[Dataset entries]
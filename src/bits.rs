// intfp/src/bits.rs

//! Width traits and bit primitives shared by every codec.

use std::fmt::{Debug, Display};
use std::hash::Hash;

/// Any integer word the codecs operate on.
pub trait Word:
    Clone + Copy + Default + PartialEq + Eq + PartialOrd + Ord + Hash + Debug + Display
{
    const BITS: u32;
}

/// An unsigned machine word the codecs can be instantiated for.
///
/// All arithmetic is carried out in `u64` and truncated back through
/// `from_u64`, which gives the same modular results as arithmetic performed
/// natively at the narrower width.
pub trait Unsigned: Word {
    type Signed: Signed<Unsigned = Self>;

    const MAX: Self;

    /// Truncates `val` to this width.
    fn from_u64(val: u64) -> Self;
    fn to_u64(self) -> u64;

    /// Reinterprets the bits as the signed type of the same width.
    fn to_signed(self) -> Self::Signed;
}

/// A signed machine word; the two's complement twin of an [`Unsigned`].
pub trait Signed: Word {
    type Unsigned: Unsigned<Signed = Self>;

    const MIN: Self;
    const MAX: Self;

    /// Truncates `val` to this width.
    fn from_i64(val: i64) -> Self;
    fn to_i64(self) -> i64;

    /// Reinterprets the bits as the unsigned type of the same width.
    fn to_unsigned(self) -> Self::Unsigned;
}

/// Marks `Self` as a source width whose values can be compressed into the
/// narrower-or-equal width `L`.
///
/// Implemented for exactly the pairs the integer <-> loc/log codecs and the
/// fixed-point conversions are provided for.
pub trait Compressible<L>: Unsigned
where
    L: Unsigned,
{
}

macro_rules! impl_words {
    ($($unsigned:ty, $signed:ty);* $(;)?) => {
        $(
            impl Word for $unsigned {
                const BITS: u32 = <$unsigned>::BITS;
            }

            impl Word for $signed {
                const BITS: u32 = <$signed>::BITS;
            }

            impl Unsigned for $unsigned {
                type Signed = $signed;

                const MAX: Self = <$unsigned>::MAX;

                #[inline]
                fn from_u64(val: u64) -> Self {
                    val as $unsigned
                }

                #[inline]
                fn to_u64(self) -> u64 {
                    self as u64
                }

                #[inline]
                fn to_signed(self) -> $signed {
                    self as $signed
                }
            }

            impl Signed for $signed {
                type Unsigned = $unsigned;

                const MIN: Self = <$signed>::MIN;
                const MAX: Self = <$signed>::MAX;

                #[inline]
                fn from_i64(val: i64) -> Self {
                    val as $signed
                }

                #[inline]
                fn to_i64(self) -> i64 {
                    self as i64
                }

                #[inline]
                fn to_unsigned(self) -> $unsigned {
                    self as $unsigned
                }
            }
        )*
    };
}

impl_words! {
    u8, i8;
    u16, i16;
    u32, i32;
    u64, i64;
}

macro_rules! impl_compressible {
    ($($high:ty => $low:ty),* $(,)?) => {
        $(impl Compressible<$low> for $high {})*
    };
}

impl_compressible! {
    u8 => u8,
    u16 => u8,
    u32 => u8,
    u64 => u8,
    u16 => u16,
    u32 => u16,
    u64 => u16,
    u32 => u32,
    u64 => u32,
    u64 => u64,
}

/// Find last set: the position of the most significant set bit, plus one.
/// Zero for zero.
#[inline]
pub fn fls32(v: u32) -> u32 {
    32 - v.leading_zeros()
}

/// `1 + floor(log2(v))` for `v > 0`, zero for `v == 0`.
#[inline]
pub fn highest_set_bit(v: u64) -> u32 {
    64 - v.leading_zeros()
}

/// Number of zero bits above the highest set bit of `v`, counted within the
/// width of `T`.
///
/// This is both `T::BITS - 1 - floor(log2(v))` and the left shift that
/// normalizes `v` so its top set bit lands on bit `T::BITS - 1`.
#[inline]
pub fn leading_zero_count<T>(v: T) -> u32
where
    T: Unsigned,
{
    v.to_u64().leading_zeros() - (64 - T::BITS)
}

/// `floor(log2(v))`. `v` must be non-zero.
#[inline]
pub fn floor_log2<T>(v: T) -> u32
where
    T: Unsigned,
{
    debug_assert!(v != T::default());
    T::BITS - 1 - leading_zero_count(v)
}

/// All-ones mask over bits `0..=high_bit` of a `T`-wide word.
///
/// A `high_bit` at or past the top of the word yields the full mask.
#[inline]
pub fn bitmask<T>(high_bit: u32) -> T
where
    T: Unsigned,
{
    T::from_u64(low_bits_mask(high_bit.saturating_add(1)))
}

/// Smallest non-zero unsigned value. Doubles as loc's zero sentinel.
#[inline]
pub fn unsigned_min<T>() -> T
where
    T: Unsigned,
{
    T::from_u64(1)
}

#[inline]
pub fn unsigned_max<T>() -> T
where
    T: Unsigned,
{
    T::MAX
}

/// Most negative signed value. Doubles as log's zero sentinel.
#[inline]
pub fn signed_min<T>() -> T
where
    T: Signed,
{
    T::MIN
}

#[inline]
pub fn signed_max<T>() -> T
where
    T: Signed,
{
    T::MAX
}

// Word helpers for the codecs. Shift amounts at or past 64 produce zero
// instead of panicking.

/// The `count` lowest bits set.
#[inline]
pub(crate) fn low_bits_mask(count: u32) -> u64 {
    match count {
        0 => 0,
        c if c >= 64 => u64::MAX,
        _ => u64::MAX >> (64 - count),
    }
}

#[inline]
pub(crate) fn shl(v: u64, amount: u32) -> u64 {
    v.checked_shl(amount).unwrap_or(0)
}

#[inline]
pub(crate) fn shr(v: u64, amount: u32) -> u64 {
    v.checked_shr(amount).unwrap_or(0)
}

/// Shifts right by `amount`, or left by `-amount` when it is negative.
#[inline]
pub(crate) fn shift_right(v: u64, amount: i64) -> u64 {
    if amount >= 0 {
        shr(v, u32::try_from(amount).unwrap_or(u32::MAX))
    } else {
        shl(v, u32::try_from(-amount).unwrap_or(u32::MAX))
    }
}

/// Rebases a field boundary from `from` to `to` bits: shifts left when `to`
/// is larger, right otherwise.
#[inline]
pub(crate) fn rebase(v: u64, from: u8, to: u8) -> u64 {
    shift_right(v, from as i64 - to as i64)
}

/// Arithmetic counterpart of [`rebase`] for signed words.
#[inline]
pub(crate) fn rebase_signed(v: i64, from: u8, to: u8) -> i64 {
    if to >= from {
        (v as u64).checked_shl((to - from) as u32).unwrap_or(0) as i64
    } else {
        let amount = (from - to) as u32;
        if amount >= 64 {
            if v < 0 {
                -1
            } else {
                0
            }
        } else {
            v >> amount
        }
    }
}
// intfp/src/fixed.rs

//! Linear fixed-point layer.
//!
//! A fixed-point value is a plain integer whose low `fp` bits are the
//! fractional part. Conversions are shifts; nothing here saturates.

use crate::bits::{self, Compressible, Signed, Unsigned, Word};
use crate::Error;

/// Widens `v` and shifts it left by `fp` fractional bits.
#[inline]
pub fn to_fixed<L, H>(v: L, fp: u8) -> H
where
    L: Unsigned,
    H: Compressible<L>,
{
    H::from_u64(bits::shl(v.to_u64(), fp as u32))
}

/// Drops the `fp` fractional bits of `v` (truncating toward zero) and
/// narrows the result.
#[inline]
pub fn from_fixed<H, L>(v: H, fp: u8) -> L
where
    L: Unsigned,
    H: Compressible<L>,
{
    L::from_u64(bits::shr(v.to_u64(), fp as u32))
}

/// Signed counterpart of [`to_fixed`].
#[inline]
pub fn to_fixed_signed<SL, SH>(v: SL, fp: u8) -> SH
where
    SL: Signed,
    SH: Signed,
    SH::Unsigned: Compressible<SL::Unsigned>,
{
    SH::from_i64(bits::shl(v.to_i64() as u64, fp as u32) as i64)
}

/// Signed counterpart of [`from_fixed`]. The shift is arithmetic, so
/// negative values round toward negative infinity.
#[inline]
pub fn from_fixed_signed<SH, SL>(v: SH, fp: u8) -> SL
where
    SL: Signed,
    SH: Signed,
    SH::Unsigned: Compressible<SL::Unsigned>,
{
    SL::from_i64(v.to_i64() >> fp.min(63))
}

/// A fixed-point value tagged with its number of fractional bits.
#[derive(Clone, Copy, Debug, Default, PartialEq, Eq, Hash)]
pub struct Fixed<T> {
    raw: T,
    frac_bits: u8,
}

impl<T> Fixed<T>
where
    T: Word,
{
    /// Tags an already-scaled integer. `frac_bits` must leave at least one
    /// integer bit in `T`.
    pub fn new(raw: T, frac_bits: u8) -> Result<Self, Error> {
        check_frac_bits::<T>(frac_bits)?;
        Ok(Self { raw, frac_bits })
    }

    #[inline]
    pub(crate) fn from_parts(raw: T, frac_bits: u8) -> Self {
        Self { raw, frac_bits }
    }

    #[inline]
    pub fn raw(self) -> T {
        self.raw
    }

    #[inline]
    pub fn frac_bits(self) -> u8 {
        self.frac_bits
    }
}

impl<H> Fixed<H>
where
    H: Unsigned,
{
    /// Converts the integer `v` into a fixed-point value with `frac_bits`
    /// fractional bits.
    pub fn from_int<L>(v: L, frac_bits: u8) -> Result<Self, Error>
    where
        L: Unsigned,
        H: Compressible<L>,
    {
        check_frac_bits::<H>(frac_bits)?;
        Ok(Self {
            raw: to_fixed(v, frac_bits),
            frac_bits,
        })
    }

    /// The integer part.
    pub fn to_int<L>(self) -> L
    where
        L: Unsigned,
        H: Compressible<L>,
    {
        from_fixed(self.raw, self.frac_bits)
    }
}

impl<SH> Fixed<SH>
where
    SH: Signed,
{
    pub fn from_signed_int<SL>(v: SL, frac_bits: u8) -> Result<Self, Error>
    where
        SL: Signed,
        SH::Unsigned: Compressible<SL::Unsigned>,
    {
        check_frac_bits::<SH>(frac_bits)?;
        Ok(Self {
            raw: to_fixed_signed(v, frac_bits),
            frac_bits,
        })
    }

    pub fn to_signed_int<SL>(self) -> SL
    where
        SL: Signed,
        SH::Unsigned: Compressible<SL::Unsigned>,
    {
        from_fixed_signed(self.raw, self.frac_bits)
    }
}

pub(crate) fn check_frac_bits<T>(frac_bits: u8) -> Result<(), Error>
where
    T: Word,
{
    if frac_bits as u32 >= T::BITS {
        return Err(Error::InvalidPrecision {
            bits: frac_bits,
            width: T::BITS,
        });
    }
    Ok(())
}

Your instructions |
Where does the string "type" appear in the records above? Show every line that holds it.

Reply |
    type Signed: Signed<Unsigned = Self>;
    /// Reinterprets the bits as the signed type of the same width.
    type Unsigned: Unsigned<Signed = Self>;
    /// Reinterprets the bits as the unsigned type of the same width.
                type Signed = $signed;
                type Unsigned = $unsigned;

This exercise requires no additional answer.